The tumor tissue removed from each mouse was fixed in 4% paraformaldehyde and embedded in paraffin for 5 μm-thick sections. After being deparaffinized and rehydrated, the sections were treated with sodium citrate buffer (pH = 6), and the microwave was used for antigen retrieval. The activity of endogenous peroxidase was blocked with 3% H2O2 in methanol. The sections were then incubated with anti-CD3 monoclonal antibody (Abcam, Cambridge, UK), anti-CD4 monoclonal antibody (Abcam, Cambridge, UK), and anti-CD8 monoclonal antibody (Abcam, Cambridge, UK) at 4 °C overnight, respectively. Afterwards, the sections were stained with HPR-conjugated secondary antibody, and the positive reactions were visualized with diaminobenzidine (DAB). Finally, the sections were counterstained with Mayer’s hematoxylin. Digital images of the stained sections were obtained in five randomly selected fields both at the interior regions and the margin of tumors using a fluorescence microscope. The positive cell numbers were counted and the results from the five areas were averaged and used in the statistical analysis.

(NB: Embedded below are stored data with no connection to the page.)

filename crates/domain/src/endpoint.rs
use std::fmt;
use std::net::IpAddr;

/// Prefix length advertised in the `edns_client_subnet` parameter.
pub const CLIENT_SUBNET_PREFIX: u8 = 24;

/// Addresses resolved once at startup and shared read-only by every query.
#[derive(Debug, Clone, Copy, PartialEq, Eq)]
pub struct EndpointConfig {
    pub public_ip: IpAddr,
    pub proxy_ip: IpAddr,
    pub upstream_ip: IpAddr,
}

impl EndpointConfig {
    pub fn new(public_ip: IpAddr, proxy_ip: IpAddr, upstream_ip: IpAddr) -> Self {
        Self {
            public_ip,
            proxy_ip,
            upstream_ip,
        }
    }
}

/// Which address the upstream resolver is told the client sits behind.
#[derive(Debug, Clone, Copy, PartialEq, Eq)]
pub enum RoutingDecision {
    Proxy(IpAddr),
    Public(IpAddr),
}

impl RoutingDecision {
    pub fn ip(&self) -> IpAddr {
        match self {
            RoutingDecision::Proxy(ip) | RoutingDecision::Public(ip) => *ip,
        }
    }

    pub fn is_proxy(&self) -> bool {
        matches!(self, RoutingDecision::Proxy(_))
    }

    /// `IP/24`, the value of the `edns_client_subnet` query parameter.
    pub fn client_subnet(&self) -> String {
        format!("{}/{}", self.ip(), CLIENT_SUBNET_PREFIX)
    }
}

impl fmt::Display for RoutingDecision {
    fn fmt(&self, f: &mut fmt::Formatter<'_>) -> fmt::Result {
        match self {
            RoutingDecision::Proxy(ip) => write!(f, "proxy({})", ip),
            RoutingDecision::Public(ip) => write!(f, "public({})", ip),
        }
    }
}
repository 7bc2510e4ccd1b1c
pub mod dns;

pub use dns::ForwardQueryUseCase;
mod config;
mod endpoints;
mod logging;

pub use config::load_config;
pub use endpoints::{load_domains, resolve_endpoints};
pub use logging::init_logging;
use super::RecordType;
use std::net::{Ipv4Addr, Ipv6Addr};
use std::sync::Arc;

#[derive(Debug, Clone, PartialEq, Eq)]
pub struct SoaData {
    pub mname: String,
    pub rname: String,
    pub serial: u32,
    pub refresh: u32,
    pub retry: u32,
    pub expire: u32,
    pub minimum: u32,
}

/// Decoded RDATA. Names are kept in presentation form as reported upstream.
#[derive(Debug, Clone, PartialEq, Eq)]
pub enum RecordData {
    A(Ipv4Addr),
    AAAA(Ipv6Addr),
    CNAME(String),
    NS(String),
    PTR(String),
    MX {
        preference: u16,
        exchange: String,
    },
    /// Character-strings as raw bytes, each at most 255 long.
    TXT(Vec<Vec<u8>>),
    SOA(SoaData),
    SRV {
        priority: u16,
        weight: u16,
        port: u16,
        target: String,
    },
}

impl RecordData {
    pub fn record_type(&self) -> RecordType {
        match self {
            RecordData::A(_) => RecordType::A,
            RecordData::AAAA(_) => RecordType::AAAA,
            RecordData::CNAME(_) => RecordType::CNAME,
            RecordData::NS(_) => RecordType::NS,
            RecordData::PTR(_) => RecordType::PTR,
            RecordData::MX { .. } => RecordType::MX,
            RecordData::TXT(_) => RecordType::TXT,
            RecordData::SOA(_) => RecordType::SOA,
            RecordData::SRV { .. } => RecordType::SRV,
        }
    }
}

/// One resource record reported by the DoH resolver, in either the
/// answer or the authority section.
#[derive(Debug, Clone, PartialEq, Eq)]
pub struct DnsRecord {
    pub name: Arc<str>,

    pub ttl: u32,

    pub data: RecordData,
}

impl DnsRecord {
    pub fn new(name: impl Into<Arc<str>>, ttl: u32, data: RecordData) -> Self {
        Self {
            name: name.into(),
            ttl,
            data,
        }
    }

    pub fn record_type(&self) -> RecordType {
        self.data.record_type()
    }
}
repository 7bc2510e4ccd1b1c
use dohgate_domain::{Config, DomainSet, EndpointConfig};
use dohgate_infrastructure::bootstrap::{BootstrapResolver, PublicIpDiscovery};
use dohgate_infrastructure::routing::load_domain_file;
use std::path::Path;
use std::time::Duration;
use tracing::{info, warn};

/// Resolves the three addresses every query needs, once, before serving.
pub async fn resolve_endpoints(config: &Config) -> anyhow::Result<EndpointConfig> {
    let proxy_ip = config.proxy_ip()?;
    if config.routing.uses_default_proxy_ip() {
        warn!(
            proxy_ip = %proxy_ip,
            "Using the built-in proxy IP; set routing.proxy_ip or -i to your own proxy address"
        );
    }

    let upstream_ip = match config.upstream_address()? {
        Some(ip) => ip,
        None => {
            let resolver = BootstrapResolver::new(
                config.bootstrap_nameservers()?,
                Duration::from_millis(config.upstream.bootstrap_timeout),
            );
            resolver.resolve_ipv4(&config.upstream.host).await?
        }
    };

    let public_ip = match config.public_ip()? {
        Some(ip) => ip,
        None => {
            let discovery = PublicIpDiscovery::new(
                config.routing.public_ip_url.clone(),
                Duration::from_secs(config.upstream.query_timeout),
            )?;
            discovery.discover().await?
        }
    };

    info!(
        upstream_host = %config.upstream.host,
        upstream_ip = %upstream_ip,
        public_ip = %public_ip,
        proxy_ip = %proxy_ip,
        "Endpoints resolved"
    );

    Ok(EndpointConfig::new(public_ip, proxy_ip, upstream_ip))
}

/// A missing or unreadable list routes every name to the public subnet.
pub fn load_domains(config: &Config) -> DomainSet {
    let path = Path::new(&config.routing.domain_file);
    match load_domain_file(path) {
        Ok(domains) => domains,
        Err(e) => {
            warn!(path = %path.display(), error = %e, "Domain list unavailable, routing everything public");
            DomainSet::new()
        }
    }
}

Cytometric bead array (CBA) analysis

Blood serum was separated from the blood sample obtained from the tumor-bearing mouse by centrifugation at 3000 g for 20 min and then stored at − 80 °C, until later analysis. Serum cytokine analysis was performed using the CBA Flex Set (BD Biosciences, Franklin Lakes, NJ, USA), containing mouse IFN-γ, IL-1β, IL-2, IL-10, and TNF-α. Mouse Soluble Protein Flex Set Standards and samples were prepared according to the manufacturer’s instruction. The samples were acquired on the flow cytometer (BD LSRFortessaTM X-20, Franklin Lakes, NJ, USA). The data were analyzed using FCAP Array software (BD Biosciences, Franklin Lakes, NJ, USA).

RNA sequencing analysis

Tumors from IRE and control groups 7 days postoperative were separated for RNA sequencing analysis. Total RNA was extracted using Trizol reagent (Roche, Basel, Switzerland). Total RNA quality was evaluated on an Agilent 2100 Bioanalyzer (Agilent, Santa Clara, CA, USA). Library preparation was performed from the pooled RNA using an Illumina TruSeq RNA Sample Preparation Kit v2 (Illumina, San Diego, CA, USA) and sequenced on the Illumina HiSeq 4000 platform (Illumina, San Diego, CA, USA). The sequenced reads were aligned to the mouse genome mm10 by HISAT2 [18]. FeatureCounts was used to quantitate the transcriptome, using the GTF annotation files [19]. Differential analyses were performed to the count files using DESeq2 packages, following standard normalization procedures [20]. The differentially expressed genes (DEGs) were identified with p values < 0.05 and absolute log2 fold change > 1. Gene Ontology (GO) enrichment analysis was performed using Metascape (metascape.org).

Statistical analysis

Statistical analysis was performed using SPSS statistical software, version 23 (IBM, Armonk, NY, USA). The immunohistochemistry results were analyzed with the Mann-Whitney test. For other analysis, Student’s t-test was used. All data were expressed as mean ± SEM (standard error of the mean) of n independent measurements. GraphPad Prism 7 software (GraphPad, San Diego, CA, USA) was used to plot graphs. P < 0.05 was considered statistically significant.